"No way to prevent this" say users of only package manager where this regularly happens
Published on , 290 words, 2 minutes to read

In the hours following the news that Redhat Insights' JavaScript packages fell victim to a supply chain attack via NPM, developers and systems administrators scrambled ensure all of their projects were unaffected from a supply chain attack that steals credentials for AWS, GCP, Azure, Kubernetes, HashiCorp Vault, npm, and CircleCI before then self-propagating via said stolen npm credentials and the bypass_2fa setting. This establishes persistence via Claude Code hooks and VS Code task injection. If you have installed the affected package, reprovision your development hardware.
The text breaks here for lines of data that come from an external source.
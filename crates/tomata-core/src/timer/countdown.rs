//! Blocking second-resolution countdown.
//!
//! The countdown suspends the calling thread for its whole duration. The
//! remaining time is recomputed each tick from a fixed end instant, so
//! processing delay between ticks never accumulates drift. An external
//! [`CancelToken`] aborts the run, observable within one tick boundary.

use std::sync::atomic::{AtomicBool, Ordering};
use std::sync::Arc;
use std::thread;
use std::time::{Duration, Instant};

use serde::{Deserialize, Serialize};

use crate::error::CoreError;

/// Shared cancellation flag, trippable from a signal handler or another
/// thread.
#[derive(Debug, Clone, Default)]
pub struct CancelToken {
    flag: Arc<AtomicBool>,
}

impl CancelToken {
    pub fn new() -> Self {
        Self::default()
    }

    pub fn cancel(&self) {
        self.flag.store(true, Ordering::SeqCst);
    }

    pub fn is_cancelled(&self) -> bool {
        self.flag.load(Ordering::SeqCst)
    }

    /// Clear the flag so the token can arm the next countdown.
    pub fn reset(&self) {
        self.flag.store(false, Ordering::SeqCst);
    }
}

/// Terminal outcome of one countdown run.
#[derive(Debug, Clone, Copy, PartialEq, Eq, Serialize, Deserialize)]
#[serde(rename_all = "lowercase")]
pub enum CountdownStatus {
    Completed,
    Aborted,
}

/// Cancellable countdown over wall-clock time.
#[derive(Debug, Clone)]
pub struct Countdown {
    cancel: CancelToken,
}

impl Countdown {
    pub fn new(cancel: CancelToken) -> Self {
        Self { cancel }
    }

    pub fn cancel_token(&self) -> &CancelToken {
        &self.cancel
    }

    /// Run a countdown of `duration`, invoking `on_tick` with the whole
    /// seconds remaining once per elapsed second.
    ///
    /// For a duration of D whole seconds the emitted values are exactly
    /// D-1 down to 0, strictly decreasing. Cancellation returns
    /// [`CountdownStatus::Aborted`] without further emissions; a tick
    /// callback error propagates immediately.
    pub fn run<F>(&self, duration: Duration, mut on_tick: F) -> Result<CountdownStatus, CoreError>
    where
        F: FnMut(u64) -> Result<(), CoreError>,
    {
        let end = Instant::now() + duration;
        // Highest value a tick may carry; keeps the emission count at D even
        // when the first iteration lands on the exact start instant.
        let first = (duration.as_secs_f64().ceil().max(1.0) as u64) - 1;
        let mut last_emitted: Option<u64> = None;
        loop {
            if self.cancel.is_cancelled() {
                return Ok(CountdownStatus::Aborted);
            }
            let now = Instant::now();
            if now >= end {
                break;
            }
            let left = end - now;
            let remaining = left.as_secs().min(first);
            if last_emitted.map_or(true, |prev| remaining < prev) {
                on_tick(remaining)?;
                last_emitted = Some(remaining);
            }
            thread::sleep(left.min(Duration::from_secs(1)));
        }
        if last_emitted != Some(0) {
            on_tick(0)?;
        }
        Ok(CountdownStatus::Completed)
    }
}

#[cfg(test)]
mod tests {
    use super::*;

    fn run_collecting(countdown: &Countdown, duration: Duration) -> (Vec<u64>, CountdownStatus) {
        let mut ticks = Vec::new();
        let status = countdown
            .run(duration, |remaining| {
                ticks.push(remaining);
                Ok(())
            })
            .unwrap();
        (ticks, status)
    }

    #[test]
    fn emits_each_second_down_to_zero() {
        let countdown = Countdown::new(CancelToken::new());
        let (ticks, status) = run_collecting(&countdown, Duration::from_secs(2));
        assert_eq!(status, CountdownStatus::Completed);
        assert_eq!(ticks, vec![1, 0]);
    }

    #[test]
    fn subsecond_duration_still_reaches_zero() {
        let countdown = Countdown::new(CancelToken::new());
        let (ticks, status) = run_collecting(&countdown, Duration::from_millis(200));
        assert_eq!(status, CountdownStatus::Completed);
        assert_eq!(ticks, vec![0]);
    }

    #[test]
    fn pre_cancelled_token_aborts_without_ticks() {
        let token = CancelToken::new();
        token.cancel();
        let countdown = Countdown::new(token);
        let mut ticks = 0;
        let status = countdown
            .run(Duration::from_secs(5), |_| {
                ticks += 1;
                Ok(())
            })
            .unwrap();
        assert_eq!(status, CountdownStatus::Aborted);
        assert_eq!(ticks, 0);
    }

    #[test]
    fn cancel_mid_flight_aborts_within_one_tick() {
        let token = CancelToken::new();
        let countdown = Countdown::new(token.clone());
        let canceller = {
            let token = token.clone();
            thread::spawn(move || {
                thread::sleep(Duration::from_millis(150));
                token.cancel();
            })
        };
        let (ticks, status) = run_collecting(&countdown, Duration::from_secs(10));
        canceller.join().unwrap();
        assert_eq!(status, CountdownStatus::Aborted);
        assert_eq!(ticks, vec![9]);
    }

    #[test]
    fn reset_rearms_a_cancelled_token() {
        let token = CancelToken::new();
        token.cancel();
        token.reset();
        let countdown = Countdown::new(token);
        let (_, status) = run_collecting(&countdown, Duration::from_millis(100));
        assert_eq!(status, CountdownStatus::Completed);
    }

    #[test]
    fn tick_error_propagates() {
        let countdown = Countdown::new(CancelToken::new());
        let result = countdown.run(Duration::from_secs(1), |_| {
            Err(CoreError::Io(std::io::Error::other("sink gone")))
        });
        assert!(result.is_err());
    }
}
This is is due to the affected dependencies being distributed via NPM, the only package manager where these supply-chain attacks regularly happen. "This was a terrible tragedy, but sometimes these things just happen and there's nothing anyone can do to stop them," said programmer Lady Eulah Howell, echoing statements expressed by hundreds of thousands of programmers who use the only package manager where 90% of the world's supply-chain attacks have occurred in the last decade, and whose projects are 20 times more likely to fall victim to supply chain attacks. "It's a shame, but what can we do? There really isn't anything we can do to prevent supply-chain attacks from happening if the maintainers don't want to secure access to their accounts in a robust manner". At press time, users of the only package manager in the world where these vulnerabilities regularly happen once or twice per week for the last year were referring to themselves and their situation as "helpless".